**Work to be completed**
Wherever a line of the listing holds the string "expected", copy that line.

-----

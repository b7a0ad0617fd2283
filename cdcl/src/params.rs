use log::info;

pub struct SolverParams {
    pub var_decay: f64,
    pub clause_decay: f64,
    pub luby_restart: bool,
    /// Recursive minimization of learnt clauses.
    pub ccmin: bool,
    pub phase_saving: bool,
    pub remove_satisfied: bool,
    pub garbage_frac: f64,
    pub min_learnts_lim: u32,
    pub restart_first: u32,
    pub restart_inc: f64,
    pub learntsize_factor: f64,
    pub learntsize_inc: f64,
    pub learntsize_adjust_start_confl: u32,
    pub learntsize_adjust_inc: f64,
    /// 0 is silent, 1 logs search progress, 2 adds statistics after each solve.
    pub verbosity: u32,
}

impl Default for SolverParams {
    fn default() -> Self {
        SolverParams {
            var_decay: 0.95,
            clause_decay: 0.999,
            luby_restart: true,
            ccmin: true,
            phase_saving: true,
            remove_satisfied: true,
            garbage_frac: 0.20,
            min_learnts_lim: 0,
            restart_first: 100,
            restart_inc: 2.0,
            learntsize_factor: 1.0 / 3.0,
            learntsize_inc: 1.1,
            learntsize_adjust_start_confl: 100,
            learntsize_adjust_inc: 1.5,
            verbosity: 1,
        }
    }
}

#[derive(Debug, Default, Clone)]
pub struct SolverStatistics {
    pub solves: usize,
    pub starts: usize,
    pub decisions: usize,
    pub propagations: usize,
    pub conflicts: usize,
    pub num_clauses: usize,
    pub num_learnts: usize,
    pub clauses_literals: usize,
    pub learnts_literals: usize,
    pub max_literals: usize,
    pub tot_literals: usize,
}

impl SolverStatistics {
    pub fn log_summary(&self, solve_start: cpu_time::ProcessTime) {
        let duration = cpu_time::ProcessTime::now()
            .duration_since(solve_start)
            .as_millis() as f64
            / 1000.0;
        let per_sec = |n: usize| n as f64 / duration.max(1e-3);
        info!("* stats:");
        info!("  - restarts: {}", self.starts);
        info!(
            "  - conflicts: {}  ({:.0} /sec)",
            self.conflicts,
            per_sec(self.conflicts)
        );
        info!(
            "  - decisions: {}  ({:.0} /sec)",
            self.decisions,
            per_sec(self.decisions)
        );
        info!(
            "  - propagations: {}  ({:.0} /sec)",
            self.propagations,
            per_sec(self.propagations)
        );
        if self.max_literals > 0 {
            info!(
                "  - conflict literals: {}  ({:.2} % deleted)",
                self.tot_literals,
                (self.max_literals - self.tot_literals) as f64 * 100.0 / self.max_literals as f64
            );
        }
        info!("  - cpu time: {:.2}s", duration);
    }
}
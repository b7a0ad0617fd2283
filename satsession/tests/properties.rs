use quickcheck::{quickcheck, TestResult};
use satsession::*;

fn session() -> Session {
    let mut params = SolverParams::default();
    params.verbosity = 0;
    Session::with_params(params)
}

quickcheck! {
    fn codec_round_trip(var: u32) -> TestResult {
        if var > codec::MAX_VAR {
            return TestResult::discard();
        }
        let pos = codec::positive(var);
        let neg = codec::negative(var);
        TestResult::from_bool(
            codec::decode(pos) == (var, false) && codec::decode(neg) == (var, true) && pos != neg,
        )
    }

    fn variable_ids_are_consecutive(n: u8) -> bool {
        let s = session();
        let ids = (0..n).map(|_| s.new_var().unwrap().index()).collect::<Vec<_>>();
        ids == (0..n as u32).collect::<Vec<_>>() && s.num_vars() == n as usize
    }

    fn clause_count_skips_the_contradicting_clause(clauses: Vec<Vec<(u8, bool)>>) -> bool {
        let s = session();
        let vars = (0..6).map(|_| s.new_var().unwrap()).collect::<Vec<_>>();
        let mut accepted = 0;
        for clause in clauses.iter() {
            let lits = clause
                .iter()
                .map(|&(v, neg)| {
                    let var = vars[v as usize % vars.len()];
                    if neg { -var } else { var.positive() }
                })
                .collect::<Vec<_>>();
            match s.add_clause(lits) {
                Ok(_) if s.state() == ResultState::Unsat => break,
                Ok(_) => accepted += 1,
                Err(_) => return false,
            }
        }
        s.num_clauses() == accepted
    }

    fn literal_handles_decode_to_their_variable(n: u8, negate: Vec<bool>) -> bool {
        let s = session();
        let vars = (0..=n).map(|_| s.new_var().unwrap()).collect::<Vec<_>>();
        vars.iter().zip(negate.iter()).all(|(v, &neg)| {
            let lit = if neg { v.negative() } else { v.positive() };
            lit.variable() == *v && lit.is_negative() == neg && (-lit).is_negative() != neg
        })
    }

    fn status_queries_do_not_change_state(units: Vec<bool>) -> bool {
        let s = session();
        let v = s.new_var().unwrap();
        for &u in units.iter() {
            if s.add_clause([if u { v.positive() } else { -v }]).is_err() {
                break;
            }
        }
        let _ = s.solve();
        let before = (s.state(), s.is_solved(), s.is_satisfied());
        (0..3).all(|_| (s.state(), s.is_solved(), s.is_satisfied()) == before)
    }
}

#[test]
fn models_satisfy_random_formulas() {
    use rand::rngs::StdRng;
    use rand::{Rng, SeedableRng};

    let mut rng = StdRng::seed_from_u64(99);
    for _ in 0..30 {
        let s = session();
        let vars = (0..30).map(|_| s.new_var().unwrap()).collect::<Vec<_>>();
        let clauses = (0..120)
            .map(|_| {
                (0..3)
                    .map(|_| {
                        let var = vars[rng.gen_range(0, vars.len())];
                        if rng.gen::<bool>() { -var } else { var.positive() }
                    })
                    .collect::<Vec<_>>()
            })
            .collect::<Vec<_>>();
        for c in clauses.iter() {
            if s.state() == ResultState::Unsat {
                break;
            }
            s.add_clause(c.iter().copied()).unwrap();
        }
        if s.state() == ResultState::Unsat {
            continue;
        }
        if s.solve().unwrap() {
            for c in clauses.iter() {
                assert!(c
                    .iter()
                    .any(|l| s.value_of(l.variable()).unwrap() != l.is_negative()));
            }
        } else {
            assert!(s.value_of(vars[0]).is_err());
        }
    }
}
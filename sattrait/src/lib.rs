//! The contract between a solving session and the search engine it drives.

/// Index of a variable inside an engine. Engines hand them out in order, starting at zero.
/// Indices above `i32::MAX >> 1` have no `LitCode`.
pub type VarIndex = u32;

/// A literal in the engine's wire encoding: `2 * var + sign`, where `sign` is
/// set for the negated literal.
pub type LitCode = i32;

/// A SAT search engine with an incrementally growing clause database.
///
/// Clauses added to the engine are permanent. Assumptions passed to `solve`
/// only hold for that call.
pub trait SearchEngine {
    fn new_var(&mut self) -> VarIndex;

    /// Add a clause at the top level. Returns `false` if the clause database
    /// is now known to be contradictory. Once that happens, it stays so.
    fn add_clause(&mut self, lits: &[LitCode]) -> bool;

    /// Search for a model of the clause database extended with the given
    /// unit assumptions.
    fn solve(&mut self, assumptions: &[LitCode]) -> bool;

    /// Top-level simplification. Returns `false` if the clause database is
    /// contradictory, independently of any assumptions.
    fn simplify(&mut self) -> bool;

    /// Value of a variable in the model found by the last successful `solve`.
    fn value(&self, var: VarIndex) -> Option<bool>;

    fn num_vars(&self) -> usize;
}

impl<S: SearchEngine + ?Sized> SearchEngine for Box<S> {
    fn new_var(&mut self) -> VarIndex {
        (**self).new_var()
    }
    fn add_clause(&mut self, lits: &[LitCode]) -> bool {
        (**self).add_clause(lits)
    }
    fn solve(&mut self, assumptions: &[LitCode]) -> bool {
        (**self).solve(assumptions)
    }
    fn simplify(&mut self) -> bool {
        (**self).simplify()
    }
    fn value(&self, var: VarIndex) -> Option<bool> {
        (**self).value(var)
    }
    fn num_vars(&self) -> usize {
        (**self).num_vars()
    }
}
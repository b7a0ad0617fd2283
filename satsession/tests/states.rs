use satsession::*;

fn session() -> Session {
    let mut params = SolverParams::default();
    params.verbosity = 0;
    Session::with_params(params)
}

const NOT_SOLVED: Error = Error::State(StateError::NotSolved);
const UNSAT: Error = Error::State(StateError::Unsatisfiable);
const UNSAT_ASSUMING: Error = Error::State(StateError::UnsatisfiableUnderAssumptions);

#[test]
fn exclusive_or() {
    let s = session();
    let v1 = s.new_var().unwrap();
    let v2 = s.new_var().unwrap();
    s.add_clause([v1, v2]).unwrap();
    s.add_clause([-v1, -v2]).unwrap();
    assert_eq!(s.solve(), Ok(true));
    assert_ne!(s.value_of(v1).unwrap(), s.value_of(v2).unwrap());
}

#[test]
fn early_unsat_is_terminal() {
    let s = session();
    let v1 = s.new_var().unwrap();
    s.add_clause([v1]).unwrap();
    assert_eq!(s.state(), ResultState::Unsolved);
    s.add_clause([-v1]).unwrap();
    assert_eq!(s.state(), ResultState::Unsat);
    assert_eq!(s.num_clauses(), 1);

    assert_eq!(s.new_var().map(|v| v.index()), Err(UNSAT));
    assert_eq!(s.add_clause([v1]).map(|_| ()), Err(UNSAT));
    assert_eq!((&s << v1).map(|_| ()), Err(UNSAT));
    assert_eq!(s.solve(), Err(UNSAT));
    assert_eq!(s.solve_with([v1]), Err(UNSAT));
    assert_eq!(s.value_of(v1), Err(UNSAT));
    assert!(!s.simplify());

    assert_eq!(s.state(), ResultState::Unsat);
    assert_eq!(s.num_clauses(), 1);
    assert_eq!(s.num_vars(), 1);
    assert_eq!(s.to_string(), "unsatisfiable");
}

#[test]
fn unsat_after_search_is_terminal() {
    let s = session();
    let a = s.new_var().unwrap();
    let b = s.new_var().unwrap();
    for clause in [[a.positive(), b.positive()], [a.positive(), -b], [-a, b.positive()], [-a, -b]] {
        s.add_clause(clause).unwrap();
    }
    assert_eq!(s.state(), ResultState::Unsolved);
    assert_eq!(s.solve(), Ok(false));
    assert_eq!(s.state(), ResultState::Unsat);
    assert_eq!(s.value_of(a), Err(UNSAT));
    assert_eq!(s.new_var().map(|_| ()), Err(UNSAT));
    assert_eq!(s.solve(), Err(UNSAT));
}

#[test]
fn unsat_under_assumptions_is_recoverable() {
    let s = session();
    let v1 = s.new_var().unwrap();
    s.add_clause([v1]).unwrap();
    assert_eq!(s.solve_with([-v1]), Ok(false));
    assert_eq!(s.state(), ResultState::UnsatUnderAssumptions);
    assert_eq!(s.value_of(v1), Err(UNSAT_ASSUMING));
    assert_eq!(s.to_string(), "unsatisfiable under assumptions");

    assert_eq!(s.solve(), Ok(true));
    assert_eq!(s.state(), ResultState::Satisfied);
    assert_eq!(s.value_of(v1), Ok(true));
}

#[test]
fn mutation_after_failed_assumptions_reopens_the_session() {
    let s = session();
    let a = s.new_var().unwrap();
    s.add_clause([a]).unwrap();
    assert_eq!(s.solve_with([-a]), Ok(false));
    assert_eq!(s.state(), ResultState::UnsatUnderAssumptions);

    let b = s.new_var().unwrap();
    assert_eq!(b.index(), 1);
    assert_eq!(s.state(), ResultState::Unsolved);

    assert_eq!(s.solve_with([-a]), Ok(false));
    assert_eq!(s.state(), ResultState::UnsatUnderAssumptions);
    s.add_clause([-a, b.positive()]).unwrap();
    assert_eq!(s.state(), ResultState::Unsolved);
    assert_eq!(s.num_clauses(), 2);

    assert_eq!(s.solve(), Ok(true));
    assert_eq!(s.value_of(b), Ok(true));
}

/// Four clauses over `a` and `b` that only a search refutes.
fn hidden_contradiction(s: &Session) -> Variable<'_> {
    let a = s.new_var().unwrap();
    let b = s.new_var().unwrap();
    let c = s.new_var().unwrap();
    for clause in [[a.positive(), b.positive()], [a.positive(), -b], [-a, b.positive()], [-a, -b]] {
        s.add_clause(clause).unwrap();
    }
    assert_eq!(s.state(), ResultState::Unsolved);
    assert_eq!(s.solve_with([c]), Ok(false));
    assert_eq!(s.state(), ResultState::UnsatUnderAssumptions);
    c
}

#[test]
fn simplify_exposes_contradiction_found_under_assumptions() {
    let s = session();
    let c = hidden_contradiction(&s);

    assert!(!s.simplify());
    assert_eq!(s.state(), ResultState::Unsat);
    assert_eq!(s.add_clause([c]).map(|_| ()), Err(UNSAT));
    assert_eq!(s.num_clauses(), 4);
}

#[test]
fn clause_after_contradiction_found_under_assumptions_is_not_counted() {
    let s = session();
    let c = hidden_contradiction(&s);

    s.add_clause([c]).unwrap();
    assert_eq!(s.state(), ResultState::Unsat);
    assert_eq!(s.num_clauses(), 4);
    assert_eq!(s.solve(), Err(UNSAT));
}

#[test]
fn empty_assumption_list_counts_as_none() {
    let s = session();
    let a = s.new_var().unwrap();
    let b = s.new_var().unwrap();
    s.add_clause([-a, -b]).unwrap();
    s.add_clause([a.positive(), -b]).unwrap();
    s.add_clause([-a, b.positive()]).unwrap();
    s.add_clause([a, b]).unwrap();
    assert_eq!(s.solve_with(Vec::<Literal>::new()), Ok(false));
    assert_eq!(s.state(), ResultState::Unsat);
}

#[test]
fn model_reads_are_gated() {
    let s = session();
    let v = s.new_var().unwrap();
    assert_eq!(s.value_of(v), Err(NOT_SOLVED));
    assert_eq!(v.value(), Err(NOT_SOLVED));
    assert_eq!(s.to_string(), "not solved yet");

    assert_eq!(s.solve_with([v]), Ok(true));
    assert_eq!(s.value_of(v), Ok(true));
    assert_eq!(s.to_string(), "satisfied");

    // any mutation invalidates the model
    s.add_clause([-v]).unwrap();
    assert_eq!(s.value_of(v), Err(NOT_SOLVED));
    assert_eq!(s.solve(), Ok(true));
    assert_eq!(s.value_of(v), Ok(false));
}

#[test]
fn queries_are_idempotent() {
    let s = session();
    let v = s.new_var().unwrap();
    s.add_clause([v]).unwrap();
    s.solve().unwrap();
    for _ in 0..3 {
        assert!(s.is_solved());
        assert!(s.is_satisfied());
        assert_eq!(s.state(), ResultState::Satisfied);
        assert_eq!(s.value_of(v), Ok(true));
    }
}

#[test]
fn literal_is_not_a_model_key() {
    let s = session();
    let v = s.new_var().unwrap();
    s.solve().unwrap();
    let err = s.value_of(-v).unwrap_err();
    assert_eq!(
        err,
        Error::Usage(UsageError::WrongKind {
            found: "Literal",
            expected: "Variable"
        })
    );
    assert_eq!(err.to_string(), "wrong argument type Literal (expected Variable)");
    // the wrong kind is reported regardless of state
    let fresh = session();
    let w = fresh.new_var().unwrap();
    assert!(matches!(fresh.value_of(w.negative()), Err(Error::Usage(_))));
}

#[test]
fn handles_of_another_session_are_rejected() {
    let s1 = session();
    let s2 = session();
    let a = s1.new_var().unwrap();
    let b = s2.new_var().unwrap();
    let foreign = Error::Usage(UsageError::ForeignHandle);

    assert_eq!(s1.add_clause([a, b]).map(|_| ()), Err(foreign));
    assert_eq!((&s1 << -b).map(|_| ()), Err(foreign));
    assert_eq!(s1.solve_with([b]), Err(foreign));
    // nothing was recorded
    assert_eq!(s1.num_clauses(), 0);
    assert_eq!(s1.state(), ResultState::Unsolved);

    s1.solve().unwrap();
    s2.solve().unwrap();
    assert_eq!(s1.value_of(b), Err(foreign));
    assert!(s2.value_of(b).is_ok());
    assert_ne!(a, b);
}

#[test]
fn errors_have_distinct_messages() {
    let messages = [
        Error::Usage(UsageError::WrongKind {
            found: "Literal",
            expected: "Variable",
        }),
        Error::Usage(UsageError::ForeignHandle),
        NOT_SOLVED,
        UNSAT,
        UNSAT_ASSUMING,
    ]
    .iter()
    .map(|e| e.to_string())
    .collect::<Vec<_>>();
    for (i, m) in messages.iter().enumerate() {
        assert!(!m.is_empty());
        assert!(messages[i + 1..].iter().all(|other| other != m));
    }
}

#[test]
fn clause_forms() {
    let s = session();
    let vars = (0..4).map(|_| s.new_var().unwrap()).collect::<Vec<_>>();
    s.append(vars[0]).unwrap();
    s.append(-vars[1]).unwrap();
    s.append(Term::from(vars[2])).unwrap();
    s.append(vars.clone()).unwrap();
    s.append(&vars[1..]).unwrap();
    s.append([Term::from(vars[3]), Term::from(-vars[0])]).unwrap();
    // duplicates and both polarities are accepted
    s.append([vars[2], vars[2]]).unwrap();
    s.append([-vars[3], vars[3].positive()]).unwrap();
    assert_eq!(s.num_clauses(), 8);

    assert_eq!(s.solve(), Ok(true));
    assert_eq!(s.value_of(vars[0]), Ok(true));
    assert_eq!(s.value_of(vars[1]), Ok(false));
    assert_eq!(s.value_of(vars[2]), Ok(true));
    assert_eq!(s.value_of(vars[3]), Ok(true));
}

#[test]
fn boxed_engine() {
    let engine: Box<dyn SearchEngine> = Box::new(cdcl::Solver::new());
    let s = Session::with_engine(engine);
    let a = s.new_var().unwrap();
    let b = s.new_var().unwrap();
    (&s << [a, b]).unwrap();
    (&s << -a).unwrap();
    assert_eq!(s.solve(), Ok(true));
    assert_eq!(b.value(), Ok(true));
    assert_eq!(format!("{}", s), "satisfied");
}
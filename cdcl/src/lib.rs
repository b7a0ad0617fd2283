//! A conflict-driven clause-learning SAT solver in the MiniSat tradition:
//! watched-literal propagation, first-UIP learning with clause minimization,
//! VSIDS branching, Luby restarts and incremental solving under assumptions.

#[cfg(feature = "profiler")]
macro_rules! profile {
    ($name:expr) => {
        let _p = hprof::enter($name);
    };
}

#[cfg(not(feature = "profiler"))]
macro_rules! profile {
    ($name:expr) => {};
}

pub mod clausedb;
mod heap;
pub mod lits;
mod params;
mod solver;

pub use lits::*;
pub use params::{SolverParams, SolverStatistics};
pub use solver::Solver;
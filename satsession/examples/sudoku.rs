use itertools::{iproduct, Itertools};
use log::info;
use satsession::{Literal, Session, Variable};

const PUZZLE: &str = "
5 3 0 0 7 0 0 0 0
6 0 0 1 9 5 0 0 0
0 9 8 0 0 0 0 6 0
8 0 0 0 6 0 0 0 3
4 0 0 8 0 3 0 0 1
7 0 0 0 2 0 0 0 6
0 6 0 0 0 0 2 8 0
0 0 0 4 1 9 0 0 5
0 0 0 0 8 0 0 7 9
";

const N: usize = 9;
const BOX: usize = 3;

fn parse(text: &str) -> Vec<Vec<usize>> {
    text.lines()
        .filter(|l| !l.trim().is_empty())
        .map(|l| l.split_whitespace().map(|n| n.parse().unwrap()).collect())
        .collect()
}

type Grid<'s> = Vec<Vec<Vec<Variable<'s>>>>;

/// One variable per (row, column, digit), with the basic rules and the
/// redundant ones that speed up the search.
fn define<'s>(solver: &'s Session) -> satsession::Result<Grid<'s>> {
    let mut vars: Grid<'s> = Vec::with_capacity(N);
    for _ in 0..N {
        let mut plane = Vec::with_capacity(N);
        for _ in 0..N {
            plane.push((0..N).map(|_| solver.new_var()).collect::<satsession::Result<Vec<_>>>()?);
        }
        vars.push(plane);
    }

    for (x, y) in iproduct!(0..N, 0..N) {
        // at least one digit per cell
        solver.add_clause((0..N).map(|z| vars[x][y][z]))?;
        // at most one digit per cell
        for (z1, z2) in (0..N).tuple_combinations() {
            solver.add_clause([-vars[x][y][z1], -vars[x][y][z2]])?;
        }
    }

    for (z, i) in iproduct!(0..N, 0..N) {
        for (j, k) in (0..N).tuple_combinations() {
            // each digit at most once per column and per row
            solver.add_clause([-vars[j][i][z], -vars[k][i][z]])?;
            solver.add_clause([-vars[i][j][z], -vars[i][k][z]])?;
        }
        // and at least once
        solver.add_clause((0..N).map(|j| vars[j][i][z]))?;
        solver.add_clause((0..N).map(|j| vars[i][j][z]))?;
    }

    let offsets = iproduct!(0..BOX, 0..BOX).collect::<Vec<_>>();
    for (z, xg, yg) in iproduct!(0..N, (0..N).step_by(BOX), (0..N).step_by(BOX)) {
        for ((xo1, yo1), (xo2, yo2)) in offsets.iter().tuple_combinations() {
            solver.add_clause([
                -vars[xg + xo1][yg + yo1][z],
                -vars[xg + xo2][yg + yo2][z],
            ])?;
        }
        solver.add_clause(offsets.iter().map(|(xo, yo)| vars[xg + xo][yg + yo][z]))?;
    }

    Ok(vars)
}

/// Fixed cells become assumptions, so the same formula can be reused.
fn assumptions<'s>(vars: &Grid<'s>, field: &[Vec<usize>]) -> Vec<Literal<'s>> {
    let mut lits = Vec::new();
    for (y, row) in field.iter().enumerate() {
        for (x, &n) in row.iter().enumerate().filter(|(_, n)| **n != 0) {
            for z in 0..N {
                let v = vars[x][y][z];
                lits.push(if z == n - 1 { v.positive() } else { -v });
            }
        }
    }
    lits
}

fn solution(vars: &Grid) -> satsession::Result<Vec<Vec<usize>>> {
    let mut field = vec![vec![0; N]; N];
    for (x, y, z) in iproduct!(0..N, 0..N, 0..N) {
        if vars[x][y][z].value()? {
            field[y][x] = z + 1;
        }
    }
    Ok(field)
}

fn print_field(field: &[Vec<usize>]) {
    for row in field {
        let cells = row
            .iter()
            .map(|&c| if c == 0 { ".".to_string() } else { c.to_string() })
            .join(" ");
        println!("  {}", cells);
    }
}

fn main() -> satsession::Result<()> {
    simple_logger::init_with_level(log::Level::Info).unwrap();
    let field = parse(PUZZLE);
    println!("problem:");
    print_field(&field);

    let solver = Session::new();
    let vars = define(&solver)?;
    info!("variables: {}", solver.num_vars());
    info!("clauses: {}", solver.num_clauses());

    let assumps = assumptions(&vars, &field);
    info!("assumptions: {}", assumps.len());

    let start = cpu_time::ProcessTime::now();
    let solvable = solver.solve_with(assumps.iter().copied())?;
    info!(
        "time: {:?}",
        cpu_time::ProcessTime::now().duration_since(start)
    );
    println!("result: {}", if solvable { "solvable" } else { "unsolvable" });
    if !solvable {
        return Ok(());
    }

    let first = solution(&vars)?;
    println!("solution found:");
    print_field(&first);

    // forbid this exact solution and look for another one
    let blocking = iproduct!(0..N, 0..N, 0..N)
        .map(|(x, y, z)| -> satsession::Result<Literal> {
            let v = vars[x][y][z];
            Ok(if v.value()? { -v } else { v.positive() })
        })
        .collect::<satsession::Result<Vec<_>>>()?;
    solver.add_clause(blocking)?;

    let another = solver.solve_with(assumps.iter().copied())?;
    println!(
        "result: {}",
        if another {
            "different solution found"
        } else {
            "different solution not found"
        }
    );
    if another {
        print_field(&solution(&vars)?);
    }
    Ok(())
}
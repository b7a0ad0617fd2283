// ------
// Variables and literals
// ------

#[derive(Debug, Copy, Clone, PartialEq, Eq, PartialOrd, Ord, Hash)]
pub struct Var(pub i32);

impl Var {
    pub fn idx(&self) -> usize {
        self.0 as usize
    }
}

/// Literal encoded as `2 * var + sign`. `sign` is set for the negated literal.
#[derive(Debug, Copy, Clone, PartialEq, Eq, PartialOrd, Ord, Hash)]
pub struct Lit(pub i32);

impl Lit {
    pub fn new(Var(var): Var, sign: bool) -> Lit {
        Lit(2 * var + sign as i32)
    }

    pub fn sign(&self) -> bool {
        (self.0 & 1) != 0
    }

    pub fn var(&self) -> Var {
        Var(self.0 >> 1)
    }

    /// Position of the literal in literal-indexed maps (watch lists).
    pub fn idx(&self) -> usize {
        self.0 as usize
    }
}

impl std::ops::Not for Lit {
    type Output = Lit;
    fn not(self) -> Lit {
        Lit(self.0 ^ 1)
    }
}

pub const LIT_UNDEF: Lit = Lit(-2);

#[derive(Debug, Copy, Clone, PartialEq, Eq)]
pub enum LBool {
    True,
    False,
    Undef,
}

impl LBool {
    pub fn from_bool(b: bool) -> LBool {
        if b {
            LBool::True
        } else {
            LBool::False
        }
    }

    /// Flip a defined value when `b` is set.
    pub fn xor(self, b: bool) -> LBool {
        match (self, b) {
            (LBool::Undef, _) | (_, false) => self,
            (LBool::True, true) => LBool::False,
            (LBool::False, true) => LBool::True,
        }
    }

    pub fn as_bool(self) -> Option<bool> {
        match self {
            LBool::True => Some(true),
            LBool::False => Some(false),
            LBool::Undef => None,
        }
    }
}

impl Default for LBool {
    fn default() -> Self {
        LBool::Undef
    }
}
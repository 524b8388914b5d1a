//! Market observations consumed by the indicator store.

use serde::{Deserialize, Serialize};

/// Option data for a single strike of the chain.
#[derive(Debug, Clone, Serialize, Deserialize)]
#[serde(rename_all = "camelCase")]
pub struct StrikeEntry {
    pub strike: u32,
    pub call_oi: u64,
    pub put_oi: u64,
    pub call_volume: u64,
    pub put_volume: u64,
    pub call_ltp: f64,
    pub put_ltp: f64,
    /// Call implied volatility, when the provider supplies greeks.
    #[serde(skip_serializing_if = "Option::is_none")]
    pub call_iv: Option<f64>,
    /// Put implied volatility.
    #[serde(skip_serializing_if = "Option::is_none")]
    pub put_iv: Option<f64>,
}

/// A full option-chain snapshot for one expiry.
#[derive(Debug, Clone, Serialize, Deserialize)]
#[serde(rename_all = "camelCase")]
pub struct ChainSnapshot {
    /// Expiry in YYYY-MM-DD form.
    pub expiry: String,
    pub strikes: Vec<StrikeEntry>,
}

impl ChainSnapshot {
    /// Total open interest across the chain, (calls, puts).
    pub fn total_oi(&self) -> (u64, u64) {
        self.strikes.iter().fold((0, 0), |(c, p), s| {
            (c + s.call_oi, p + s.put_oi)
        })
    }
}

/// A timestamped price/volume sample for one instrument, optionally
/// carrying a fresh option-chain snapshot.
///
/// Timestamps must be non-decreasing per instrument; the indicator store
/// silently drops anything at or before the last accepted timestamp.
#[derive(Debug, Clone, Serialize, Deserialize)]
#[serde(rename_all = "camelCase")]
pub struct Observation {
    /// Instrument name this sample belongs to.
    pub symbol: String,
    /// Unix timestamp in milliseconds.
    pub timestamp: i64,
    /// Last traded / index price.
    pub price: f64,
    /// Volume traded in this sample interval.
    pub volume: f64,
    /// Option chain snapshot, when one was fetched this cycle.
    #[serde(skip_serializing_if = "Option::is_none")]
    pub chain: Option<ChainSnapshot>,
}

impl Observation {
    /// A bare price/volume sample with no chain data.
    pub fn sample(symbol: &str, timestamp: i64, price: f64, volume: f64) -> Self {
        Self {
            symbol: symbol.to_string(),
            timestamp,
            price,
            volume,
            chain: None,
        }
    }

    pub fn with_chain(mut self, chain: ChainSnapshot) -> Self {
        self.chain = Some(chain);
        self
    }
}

-----

**Task response**
            expected: "Variable"
    assert_eq!(err.to_string(), "wrong argument type Literal (expected Variable)");
            expected: "Variable",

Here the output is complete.